WHAT TO WORK ON:
Report all lines of the data below that hold the word "unix".

Saved entries:
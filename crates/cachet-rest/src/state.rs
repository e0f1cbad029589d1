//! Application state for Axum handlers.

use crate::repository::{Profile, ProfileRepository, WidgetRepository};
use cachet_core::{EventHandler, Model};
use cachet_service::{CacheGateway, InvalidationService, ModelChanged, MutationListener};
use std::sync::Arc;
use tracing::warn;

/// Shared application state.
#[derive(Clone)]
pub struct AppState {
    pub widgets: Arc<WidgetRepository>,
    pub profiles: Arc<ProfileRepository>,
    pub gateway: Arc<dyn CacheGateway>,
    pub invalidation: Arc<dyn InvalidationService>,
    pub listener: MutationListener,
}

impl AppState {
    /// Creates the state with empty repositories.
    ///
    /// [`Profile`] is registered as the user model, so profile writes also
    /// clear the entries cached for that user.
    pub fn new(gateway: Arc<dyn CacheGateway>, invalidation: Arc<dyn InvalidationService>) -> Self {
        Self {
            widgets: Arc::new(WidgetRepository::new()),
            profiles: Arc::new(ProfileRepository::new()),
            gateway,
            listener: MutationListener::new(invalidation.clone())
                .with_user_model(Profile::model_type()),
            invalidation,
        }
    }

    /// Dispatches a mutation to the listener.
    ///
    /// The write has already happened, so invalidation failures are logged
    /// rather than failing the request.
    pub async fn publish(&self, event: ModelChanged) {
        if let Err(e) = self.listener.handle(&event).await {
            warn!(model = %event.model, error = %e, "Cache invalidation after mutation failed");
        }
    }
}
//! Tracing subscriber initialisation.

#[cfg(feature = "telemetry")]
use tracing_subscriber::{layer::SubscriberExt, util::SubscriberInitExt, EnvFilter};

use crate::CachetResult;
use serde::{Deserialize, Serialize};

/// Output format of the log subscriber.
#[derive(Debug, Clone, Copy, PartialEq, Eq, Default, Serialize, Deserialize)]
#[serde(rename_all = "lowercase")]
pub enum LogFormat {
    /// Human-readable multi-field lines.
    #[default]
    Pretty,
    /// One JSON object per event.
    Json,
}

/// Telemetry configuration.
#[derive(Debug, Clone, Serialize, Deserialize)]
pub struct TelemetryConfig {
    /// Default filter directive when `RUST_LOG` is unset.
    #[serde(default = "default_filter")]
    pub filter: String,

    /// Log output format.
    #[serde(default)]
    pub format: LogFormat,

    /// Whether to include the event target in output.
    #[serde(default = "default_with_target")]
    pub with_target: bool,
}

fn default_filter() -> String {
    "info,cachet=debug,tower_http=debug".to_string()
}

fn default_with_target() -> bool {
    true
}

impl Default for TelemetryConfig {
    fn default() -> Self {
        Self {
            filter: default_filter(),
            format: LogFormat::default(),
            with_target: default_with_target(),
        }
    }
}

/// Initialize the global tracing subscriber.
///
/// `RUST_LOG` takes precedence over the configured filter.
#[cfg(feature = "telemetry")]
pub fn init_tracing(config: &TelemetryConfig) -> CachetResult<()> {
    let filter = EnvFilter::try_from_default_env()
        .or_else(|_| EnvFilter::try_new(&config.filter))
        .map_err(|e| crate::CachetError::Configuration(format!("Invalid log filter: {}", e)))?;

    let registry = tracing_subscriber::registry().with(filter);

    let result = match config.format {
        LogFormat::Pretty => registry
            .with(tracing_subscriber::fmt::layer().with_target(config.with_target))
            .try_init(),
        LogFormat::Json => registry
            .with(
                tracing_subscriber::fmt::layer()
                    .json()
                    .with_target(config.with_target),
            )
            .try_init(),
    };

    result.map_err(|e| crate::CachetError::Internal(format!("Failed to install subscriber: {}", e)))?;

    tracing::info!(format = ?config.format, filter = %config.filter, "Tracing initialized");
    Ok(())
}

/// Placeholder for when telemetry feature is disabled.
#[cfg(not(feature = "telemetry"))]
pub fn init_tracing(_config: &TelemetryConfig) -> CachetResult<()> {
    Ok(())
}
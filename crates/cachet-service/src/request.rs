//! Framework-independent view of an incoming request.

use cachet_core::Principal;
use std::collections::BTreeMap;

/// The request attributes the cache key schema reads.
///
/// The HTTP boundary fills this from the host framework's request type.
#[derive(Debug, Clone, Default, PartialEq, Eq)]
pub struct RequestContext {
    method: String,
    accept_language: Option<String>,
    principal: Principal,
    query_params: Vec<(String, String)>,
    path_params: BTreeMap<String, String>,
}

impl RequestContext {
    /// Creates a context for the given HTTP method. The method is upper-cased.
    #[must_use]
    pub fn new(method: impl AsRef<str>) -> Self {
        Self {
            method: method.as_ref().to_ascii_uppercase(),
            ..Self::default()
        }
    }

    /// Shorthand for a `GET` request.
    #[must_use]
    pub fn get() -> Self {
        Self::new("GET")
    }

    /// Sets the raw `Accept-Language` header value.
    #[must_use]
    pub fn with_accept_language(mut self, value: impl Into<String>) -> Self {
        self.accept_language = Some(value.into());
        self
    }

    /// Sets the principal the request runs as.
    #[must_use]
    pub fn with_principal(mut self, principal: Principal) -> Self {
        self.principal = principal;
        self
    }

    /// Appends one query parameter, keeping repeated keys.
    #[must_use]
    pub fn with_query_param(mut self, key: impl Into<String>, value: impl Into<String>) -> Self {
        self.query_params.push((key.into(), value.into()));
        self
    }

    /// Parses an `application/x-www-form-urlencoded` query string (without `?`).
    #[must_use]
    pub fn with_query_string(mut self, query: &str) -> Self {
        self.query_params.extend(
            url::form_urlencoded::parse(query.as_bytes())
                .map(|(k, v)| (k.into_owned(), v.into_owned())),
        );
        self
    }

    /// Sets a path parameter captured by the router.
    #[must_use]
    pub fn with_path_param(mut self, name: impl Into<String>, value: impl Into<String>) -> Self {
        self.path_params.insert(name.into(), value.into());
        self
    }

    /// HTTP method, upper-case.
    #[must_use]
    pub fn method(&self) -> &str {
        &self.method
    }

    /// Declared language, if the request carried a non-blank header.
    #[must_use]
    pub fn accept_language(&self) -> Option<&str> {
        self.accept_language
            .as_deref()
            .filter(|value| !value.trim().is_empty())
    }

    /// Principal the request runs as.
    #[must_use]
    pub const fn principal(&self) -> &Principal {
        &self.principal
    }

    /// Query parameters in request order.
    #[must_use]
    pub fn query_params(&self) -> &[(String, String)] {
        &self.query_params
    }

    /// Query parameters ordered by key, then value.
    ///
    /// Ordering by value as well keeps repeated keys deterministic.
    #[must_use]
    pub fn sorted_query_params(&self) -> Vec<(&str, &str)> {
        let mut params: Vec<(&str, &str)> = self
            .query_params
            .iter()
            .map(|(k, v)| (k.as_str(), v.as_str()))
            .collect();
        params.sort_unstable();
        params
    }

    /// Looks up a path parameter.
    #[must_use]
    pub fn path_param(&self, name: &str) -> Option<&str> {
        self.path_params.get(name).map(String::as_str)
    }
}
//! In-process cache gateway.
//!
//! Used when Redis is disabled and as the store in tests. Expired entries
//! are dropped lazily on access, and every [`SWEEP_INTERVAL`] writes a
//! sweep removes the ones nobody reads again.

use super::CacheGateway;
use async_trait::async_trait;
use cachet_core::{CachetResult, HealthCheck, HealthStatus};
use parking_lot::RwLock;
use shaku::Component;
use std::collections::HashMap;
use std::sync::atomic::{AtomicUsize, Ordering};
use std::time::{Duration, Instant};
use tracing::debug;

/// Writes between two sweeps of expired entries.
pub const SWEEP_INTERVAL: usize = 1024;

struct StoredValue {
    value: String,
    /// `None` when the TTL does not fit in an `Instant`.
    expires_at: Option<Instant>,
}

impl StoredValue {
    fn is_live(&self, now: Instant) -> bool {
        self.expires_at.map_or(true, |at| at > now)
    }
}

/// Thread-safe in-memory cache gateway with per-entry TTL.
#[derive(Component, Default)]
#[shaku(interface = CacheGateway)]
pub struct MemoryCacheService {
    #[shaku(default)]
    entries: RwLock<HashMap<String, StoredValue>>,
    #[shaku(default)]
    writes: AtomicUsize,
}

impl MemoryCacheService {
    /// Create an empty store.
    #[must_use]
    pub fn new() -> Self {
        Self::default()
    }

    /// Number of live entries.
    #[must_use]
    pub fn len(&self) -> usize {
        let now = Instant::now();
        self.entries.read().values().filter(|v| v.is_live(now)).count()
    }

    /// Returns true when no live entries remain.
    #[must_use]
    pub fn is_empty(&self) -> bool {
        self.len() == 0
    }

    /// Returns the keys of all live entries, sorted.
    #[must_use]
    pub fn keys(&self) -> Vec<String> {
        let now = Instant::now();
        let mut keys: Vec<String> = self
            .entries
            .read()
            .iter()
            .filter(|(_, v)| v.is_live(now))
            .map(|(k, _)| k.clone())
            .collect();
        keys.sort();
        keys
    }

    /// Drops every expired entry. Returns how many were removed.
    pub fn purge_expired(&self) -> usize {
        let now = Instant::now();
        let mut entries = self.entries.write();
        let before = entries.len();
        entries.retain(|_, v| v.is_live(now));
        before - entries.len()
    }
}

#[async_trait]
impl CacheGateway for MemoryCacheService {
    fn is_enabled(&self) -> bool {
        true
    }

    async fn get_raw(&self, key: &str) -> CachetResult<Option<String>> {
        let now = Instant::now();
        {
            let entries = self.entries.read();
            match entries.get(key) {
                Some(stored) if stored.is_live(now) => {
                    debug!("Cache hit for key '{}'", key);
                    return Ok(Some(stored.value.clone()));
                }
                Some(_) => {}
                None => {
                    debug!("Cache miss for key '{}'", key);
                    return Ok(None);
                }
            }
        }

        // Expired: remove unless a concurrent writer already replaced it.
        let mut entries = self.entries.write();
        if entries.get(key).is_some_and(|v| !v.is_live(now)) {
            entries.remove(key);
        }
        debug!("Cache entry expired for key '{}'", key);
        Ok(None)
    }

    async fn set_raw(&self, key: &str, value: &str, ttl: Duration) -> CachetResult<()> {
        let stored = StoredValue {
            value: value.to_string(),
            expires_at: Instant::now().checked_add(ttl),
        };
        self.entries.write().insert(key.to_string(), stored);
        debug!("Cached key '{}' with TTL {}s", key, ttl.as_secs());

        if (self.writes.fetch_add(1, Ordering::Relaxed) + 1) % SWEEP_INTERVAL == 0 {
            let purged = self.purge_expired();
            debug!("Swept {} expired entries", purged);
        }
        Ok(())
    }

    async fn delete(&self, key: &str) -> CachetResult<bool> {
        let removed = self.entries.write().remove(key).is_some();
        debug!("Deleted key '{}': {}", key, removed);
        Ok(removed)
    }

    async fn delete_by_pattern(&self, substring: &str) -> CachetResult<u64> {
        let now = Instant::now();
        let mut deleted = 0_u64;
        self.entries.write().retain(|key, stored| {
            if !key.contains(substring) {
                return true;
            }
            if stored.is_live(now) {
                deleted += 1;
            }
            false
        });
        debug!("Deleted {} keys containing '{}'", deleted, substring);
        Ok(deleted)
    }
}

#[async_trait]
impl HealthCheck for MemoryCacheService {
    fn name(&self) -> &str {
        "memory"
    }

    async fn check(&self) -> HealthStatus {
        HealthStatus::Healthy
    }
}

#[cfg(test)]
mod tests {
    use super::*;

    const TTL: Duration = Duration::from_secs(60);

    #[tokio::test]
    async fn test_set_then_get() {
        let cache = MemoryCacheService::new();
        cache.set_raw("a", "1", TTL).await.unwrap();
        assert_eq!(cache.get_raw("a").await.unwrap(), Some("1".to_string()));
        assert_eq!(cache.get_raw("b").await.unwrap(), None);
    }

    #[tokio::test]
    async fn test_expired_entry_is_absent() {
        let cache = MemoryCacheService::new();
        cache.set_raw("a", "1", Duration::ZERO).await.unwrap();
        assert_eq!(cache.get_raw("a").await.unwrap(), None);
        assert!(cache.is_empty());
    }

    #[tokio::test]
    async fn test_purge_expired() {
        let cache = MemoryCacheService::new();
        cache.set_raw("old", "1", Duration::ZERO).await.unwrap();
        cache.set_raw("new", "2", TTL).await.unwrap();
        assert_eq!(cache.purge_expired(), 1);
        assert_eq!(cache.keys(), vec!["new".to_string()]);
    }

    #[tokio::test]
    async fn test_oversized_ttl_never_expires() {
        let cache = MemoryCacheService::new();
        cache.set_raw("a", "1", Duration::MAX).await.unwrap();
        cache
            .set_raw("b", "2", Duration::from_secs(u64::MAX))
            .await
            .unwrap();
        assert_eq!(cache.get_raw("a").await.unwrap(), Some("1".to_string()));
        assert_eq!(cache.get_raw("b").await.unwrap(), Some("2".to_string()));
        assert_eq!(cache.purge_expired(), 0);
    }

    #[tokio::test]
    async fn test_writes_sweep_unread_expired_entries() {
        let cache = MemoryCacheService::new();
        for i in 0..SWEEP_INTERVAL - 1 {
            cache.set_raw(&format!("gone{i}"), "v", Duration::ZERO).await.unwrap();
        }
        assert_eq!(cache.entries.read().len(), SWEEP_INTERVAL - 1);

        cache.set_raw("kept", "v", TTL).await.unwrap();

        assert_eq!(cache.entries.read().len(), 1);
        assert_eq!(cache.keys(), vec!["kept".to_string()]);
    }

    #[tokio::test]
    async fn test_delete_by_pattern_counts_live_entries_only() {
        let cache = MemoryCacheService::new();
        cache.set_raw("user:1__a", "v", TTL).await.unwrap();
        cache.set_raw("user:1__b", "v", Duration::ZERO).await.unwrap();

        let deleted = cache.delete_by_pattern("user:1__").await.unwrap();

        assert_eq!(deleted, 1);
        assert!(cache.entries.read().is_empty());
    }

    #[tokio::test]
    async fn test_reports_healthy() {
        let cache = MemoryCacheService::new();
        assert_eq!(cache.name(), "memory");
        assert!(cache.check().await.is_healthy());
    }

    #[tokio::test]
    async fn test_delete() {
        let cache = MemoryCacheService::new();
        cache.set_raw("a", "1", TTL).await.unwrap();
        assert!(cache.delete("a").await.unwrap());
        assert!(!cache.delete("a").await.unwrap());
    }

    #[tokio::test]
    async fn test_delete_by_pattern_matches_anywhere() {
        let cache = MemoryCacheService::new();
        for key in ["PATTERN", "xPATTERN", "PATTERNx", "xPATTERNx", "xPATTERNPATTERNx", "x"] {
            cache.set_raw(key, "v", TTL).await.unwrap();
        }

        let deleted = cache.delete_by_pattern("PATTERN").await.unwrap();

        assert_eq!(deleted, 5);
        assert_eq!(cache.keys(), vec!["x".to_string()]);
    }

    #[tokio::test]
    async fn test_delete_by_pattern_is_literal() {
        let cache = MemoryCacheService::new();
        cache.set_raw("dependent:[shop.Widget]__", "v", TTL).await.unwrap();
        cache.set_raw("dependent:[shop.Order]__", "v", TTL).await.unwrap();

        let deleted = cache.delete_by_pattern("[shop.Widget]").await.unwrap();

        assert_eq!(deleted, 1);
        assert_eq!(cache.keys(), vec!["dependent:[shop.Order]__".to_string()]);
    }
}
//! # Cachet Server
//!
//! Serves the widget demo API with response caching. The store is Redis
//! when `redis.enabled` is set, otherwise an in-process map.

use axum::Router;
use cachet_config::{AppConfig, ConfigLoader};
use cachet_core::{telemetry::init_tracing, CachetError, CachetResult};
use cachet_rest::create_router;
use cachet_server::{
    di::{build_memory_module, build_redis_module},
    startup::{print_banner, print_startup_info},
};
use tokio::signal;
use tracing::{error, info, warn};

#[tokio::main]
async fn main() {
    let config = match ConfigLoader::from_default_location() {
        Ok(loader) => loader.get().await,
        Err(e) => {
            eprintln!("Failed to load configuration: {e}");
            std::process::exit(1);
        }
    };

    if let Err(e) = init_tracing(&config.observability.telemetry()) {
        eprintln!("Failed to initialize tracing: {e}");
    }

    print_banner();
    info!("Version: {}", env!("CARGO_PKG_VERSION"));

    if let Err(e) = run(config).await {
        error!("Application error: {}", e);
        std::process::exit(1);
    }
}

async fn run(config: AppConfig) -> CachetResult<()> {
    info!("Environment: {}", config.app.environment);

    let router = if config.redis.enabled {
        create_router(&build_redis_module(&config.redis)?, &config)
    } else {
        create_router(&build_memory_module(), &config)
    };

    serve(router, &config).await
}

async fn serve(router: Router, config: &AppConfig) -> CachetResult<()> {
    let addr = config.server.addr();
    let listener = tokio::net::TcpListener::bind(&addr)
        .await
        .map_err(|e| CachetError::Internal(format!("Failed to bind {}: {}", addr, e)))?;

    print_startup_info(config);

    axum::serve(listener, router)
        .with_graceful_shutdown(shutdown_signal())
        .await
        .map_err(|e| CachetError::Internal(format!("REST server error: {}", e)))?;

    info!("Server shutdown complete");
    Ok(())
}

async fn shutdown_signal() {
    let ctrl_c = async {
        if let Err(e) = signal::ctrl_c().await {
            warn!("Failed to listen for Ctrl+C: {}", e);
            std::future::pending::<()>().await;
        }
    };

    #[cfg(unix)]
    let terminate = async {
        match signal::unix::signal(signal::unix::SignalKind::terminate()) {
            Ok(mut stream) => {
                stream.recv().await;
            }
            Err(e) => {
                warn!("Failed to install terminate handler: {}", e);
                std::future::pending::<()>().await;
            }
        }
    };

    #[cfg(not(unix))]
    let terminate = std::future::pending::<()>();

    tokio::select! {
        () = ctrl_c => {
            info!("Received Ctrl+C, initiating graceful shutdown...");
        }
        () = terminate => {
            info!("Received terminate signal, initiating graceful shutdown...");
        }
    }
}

REPLY:
    #[cfg(unix)]
        match signal::unix::signal(signal::unix::SignalKind::terminate()) {
    #[cfg(not(unix))]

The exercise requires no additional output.